The thing is- here I am- cruising along; teaching classes, training clients, trying to find finishing/post $ for our movie, editing, hanging with kids & Doug and – BAM.
I get them once every couple weeks. The phone will ring or I’ll get a text/email and I hear/read: “I’ve (my friend/sister/daughter/wife) just got diagnosed with breast Cancer.”
Sometimes it’s harder than others. Last week was another brutal one.
A dear friend- my first ever “pre-school Mommy Friend”- who is beautiful, twisted, loyal and true- got diagnosed. She was THERE when I got my diagnosis and went through everything in 2008 and she called me.
It’s been 8 years since my diagnosis and with one sentence from her it all comes FLOODING back.
The complete and utter paralysis upon hearing the word “Cancer”. The terror of losing your family. The weird art in the waiting rooms. The receptionist who doesn’t seem to care that you’re terrified. The kind nurse who speaks softly as she draws blood. Not wanting to sleep because, suddenly, every SECOND is precious and you want to memorize their every breath. The support- oh God, the support. From people you haven’t seen in ages-0 that time and “life” drew away- the ones you thought would be there disappointing and the ones that don’t. The endless INFORMATION. Online, in pamphlets, from Doctors and – my favorite- the unsolicited “cures” from a “friend of a friend who’s sister did such-and-such coffee enema and bla-bla-bladey-bla…”

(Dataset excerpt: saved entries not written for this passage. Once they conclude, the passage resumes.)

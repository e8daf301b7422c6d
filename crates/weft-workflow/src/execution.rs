//! A single run of a workflow definition.

use std::fmt;
use std::sync::Arc;
use std::sync::atomic::{AtomicUsize, Ordering};

use chrono::{DateTime, Utc};
use parking_lot::{Mutex, RwLock};
use serde::{Deserialize, Serialize};
use tokio::sync::watch;
use tokio_util::sync::CancellationToken;
use tracing::info;
use weft_config::WorkflowDefinition;

use crate::context::WorkflowContext;
use crate::error::ExecutionError;
use crate::finding::Finding;
use crate::log::{ExecutionLog, ExecutionLogEntry};

#[derive(Debug, Clone, Copy, PartialEq, Eq, Hash, Serialize, Deserialize)]
#[serde(rename_all = "snake_case")]
pub enum ExecutionState {
  Created,
  Running,
  Paused,
  Completed,
  Failed,
  Cancelled,
}

impl ExecutionState {
  pub fn is_terminal(self) -> bool {
    matches!(self, Self::Completed | Self::Failed | Self::Cancelled)
  }

  /// Allowed edges of the lifecycle state machine.
  pub fn can_transition_to(self, next: ExecutionState) -> bool {
    use ExecutionState::*;
    matches!(
      (self, next),
      (Created, Running)
        | (Created, Failed)
        | (Created, Cancelled)
        | (Running, Paused)
        | (Running, Completed)
        | (Running, Failed)
        | (Running, Cancelled)
        | (Paused, Running)
        | (Paused, Failed)
        | (Paused, Cancelled)
    )
  }
}

impl fmt::Display for ExecutionState {
  fn fmt(&self, f: &mut fmt::Formatter<'_>) -> fmt::Result {
    let s = match self {
      Self::Created => "created",
      Self::Running => "running",
      Self::Paused => "paused",
      Self::Completed => "completed",
      Self::Failed => "failed",
      Self::Cancelled => "cancelled",
    };
    f.write_str(s)
  }
}

/// One run of a [`WorkflowDefinition`].
///
/// Shared behind an `Arc` between the orchestrator and every task it spawns
/// for this run. State changes go through [`WorkflowExecution::transition`];
/// entering a terminal state seals the context and the log, unless a
/// [`SealHold`] is outstanding, in which case sealing happens when the last
/// hold is released.
#[derive(Debug)]
pub struct WorkflowExecution {
  id: String,
  definition: Arc<WorkflowDefinition>,
  state: watch::Sender<ExecutionState>,
  context: WorkflowContext,
  log: ExecutionLog,
  current_step: AtomicUsize,
  started_at: DateTime<Utc>,
  ended_at: RwLock<Option<DateTime<Utc>>>,
  error: RwLock<Option<String>>,
  cancel: CancellationToken,
  seal_holds: Mutex<usize>,
}

impl WorkflowExecution {
  pub fn new(id: impl Into<String>, definition: Arc<WorkflowDefinition>) -> Self {
    let (state, _) = watch::channel(ExecutionState::Created);
    Self {
      id: id.into(),
      definition,
      state,
      context: WorkflowContext::new(),
      log: ExecutionLog::new(),
      current_step: AtomicUsize::new(0),
      started_at: Utc::now(),
      ended_at: RwLock::new(None),
      error: RwLock::new(None),
      cancel: CancellationToken::new(),
      seal_holds: Mutex::new(0),
    }
  }

  pub fn id(&self) -> &str {
    &self.id
  }

  pub fn definition(&self) -> &WorkflowDefinition {
    &self.definition
  }

  pub fn state(&self) -> ExecutionState {
    *self.state.borrow()
  }

  pub fn context(&self) -> &WorkflowContext {
    &self.context
  }

  pub fn log(&self) -> &ExecutionLog {
    &self.log
  }

  /// Append to the audit log. Entries written after a terminal transition
  /// are dropped.
  pub fn record(&self, entry: ExecutionLogEntry) {
    self.log.append(entry);
  }

  pub fn current_step(&self) -> usize {
    self.current_step.load(Ordering::SeqCst)
  }

  pub fn set_current_step(&self, index: usize) {
    self.current_step.store(index, Ordering::SeqCst);
  }

  pub fn started_at(&self) -> DateTime<Utc> {
    self.started_at
  }

  pub fn ended_at(&self) -> Option<DateTime<Utc>> {
    *self.ended_at.read()
  }

  /// The error that failed this execution, if any.
  pub fn error(&self) -> Option<String> {
    self.error.read().clone()
  }

  /// Token cancelled when the execution enters `Cancelled`.
  pub fn cancellation(&self) -> &CancellationToken {
    &self.cancel
  }

  /// Move to `next`, returning the previous state.
  pub fn transition(&self, next: ExecutionState) -> Result<ExecutionState, ExecutionError> {
    let mut previous = self.state();
    let mut allowed = false;
    self.state.send_if_modified(|current| {
      previous = *current;
      allowed = current.can_transition_to(next);
      if allowed {
        *current = next;
      }
      allowed
    });

    if !allowed {
      if previous.is_terminal() {
        return Err(ExecutionError::Terminal {
          execution_id: self.id.clone(),
          state: previous,
        });
      }
      return Err(ExecutionError::InvalidTransition {
        from: previous,
        to: next,
      });
    }

    info!(
      execution_id = %self.id,
      from = %previous,
      to = %next,
      "execution_state_changed"
    );

    if next.is_terminal() {
      *self.ended_at.write() = Some(Utc::now());
      if next == ExecutionState::Cancelled {
        self.cancel.cancel();
      }
      let holds = self.seal_holds.lock();
      if *holds == 0 {
        self.seal();
      }
    }

    Ok(previous)
  }

  /// Keep the context and log writable past a terminal transition until the
  /// returned hold is dropped. Used by work that must finish recording after
  /// a cancel, such as saga compensation.
  pub fn hold_seal(&self) -> SealHold<'_> {
    *self.seal_holds.lock() += 1;
    SealHold { execution: self }
  }

  fn seal(&self) {
    self.context.seal();
    self.log.seal();
  }

  /// Move `Created` to `Running`; a running or paused execution is left
  /// as is. Fails for terminal executions.
  pub fn ensure_started(&self) -> Result<(), ExecutionError> {
    match self.state() {
      ExecutionState::Created => self.transition(ExecutionState::Running).map(|_| ()),
      ExecutionState::Running | ExecutionState::Paused => Ok(()),
      state => Err(ExecutionError::Terminal {
        execution_id: self.id.clone(),
        state,
      }),
    }
  }

  /// Record `error` and move to `Failed`.
  pub fn fail(&self, error: impl Into<String>) -> Result<(), ExecutionError> {
    let error = error.into();
    if self.state().is_terminal() {
      return Err(ExecutionError::Terminal {
        execution_id: self.id.clone(),
        state: self.state(),
      });
    }
    self.log.append(ExecutionLogEntry::error(format!("Workflow failed: {}", error)));
    *self.error.write() = Some(error);
    self.transition(ExecutionState::Failed).map(|_| ())
  }

  /// Wait at a step boundary while the execution is paused.
  ///
  /// Returns immediately when running. Errors if the execution is cancelled
  /// (directly or through `cancel`) or otherwise terminal.
  pub async fn wait_while_paused(&self, cancel: &CancellationToken) -> Result<(), ExecutionError> {
    let mut rx = self.state.subscribe();
    loop {
      let state = *rx.borrow_and_update();
      match state {
        ExecutionState::Created | ExecutionState::Running => return Ok(()),
        ExecutionState::Paused => {
          tokio::select! {
            changed = rx.changed() => {
              if changed.is_err() {
                return Err(ExecutionError::Cancelled);
              }
            }
            _ = cancel.cancelled() => return Err(ExecutionError::Cancelled),
          }
        }
        ExecutionState::Cancelled => return Err(ExecutionError::Cancelled),
        state => {
          return Err(ExecutionError::Terminal {
            execution_id: self.id.clone(),
            state,
          });
        }
      }
    }
  }

  /// Serializable view for status/reporting layers.
  pub fn snapshot(&self) -> ExecutionSnapshot {
    ExecutionSnapshot {
      execution_id: self.id.clone(),
      workflow_id: self.definition.id.clone(),
      state: self.state(),
      current_step: self.current_step(),
      started_at: self.started_at,
      ended_at: self.ended_at(),
      error: self.error(),
      log: self.log.entries(),
      findings: self.context.findings(),
      context: self.context.snapshot(),
    }
  }
}

/// Defers sealing of a [`WorkflowExecution`] while alive.
#[derive(Debug)]
pub struct SealHold<'a> {
  execution: &'a WorkflowExecution,
}

impl Drop for SealHold<'_> {
  fn drop(&mut self) {
    let mut holds = self.execution.seal_holds.lock();
    *holds -= 1;
    if *holds == 0 && self.execution.state().is_terminal() {
      self.execution.seal();
    }
  }
}

#[derive(Debug, Clone, Serialize, Deserialize)]
pub struct ExecutionSnapshot {
  pub execution_id: String,
  pub workflow_id: String,
  pub state: ExecutionState,
  pub current_step: usize,
  pub started_at: DateTime<Utc>,
  pub ended_at: Option<DateTime<Utc>>,
  pub error: Option<String>,
  pub log: Vec<ExecutionLogEntry>,
  pub findings: Vec<Finding>,
  pub context: serde_json::Map<String, serde_json::Value>,
}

It’s all so real. It’s all so surreal. It’s insane. It’s Cancer. It happens.
But, like a war-wounded Veteran- we are like a club that we were “jumped into” against our wishes and – once branded- we will be forever members. And- with every blow- those wounds seem to bleed fresh blood and we are right back in it.
I cried for her. I cried for me. I cry a lot because of this shitburger disease that some of us have had to eat when served.
But – the reason I post my name and # for any & all survivors and their family? I am gifted enough to STILL. BE. HERE. I get the privilige of being ABLE to share my story with them. My experience. To hear their fears, their feelings, their anger and I get to honestly say:
“Yeah, I totally get it.”
My gorgeous, amazing friend? She’s gonna do this one day and she’s going to ROCK THAT as well. You know why? Because she’s fucking brave. We all are- yes- but she’s also TWISTED. Her and her husband remind me of Doug & I so much. They laugh at the bizarre. The obscure. The ridiculousness of life. I know this seems insignificant but it’s not. It’s the BACKBONE of how & why we even made “Quality Problems.” We laughed a LOT during this shitstorm. A LOT. My friend and her hubby? They will do the same. They will cry as well. There’s ALL of that in there but- for reals-
if you’re gonna slay a dragon? Sometimes the best weapon might be a rubber chicken.
B & J: GET YOUR CHICKENS READY. You’re gonna slay it. I love you.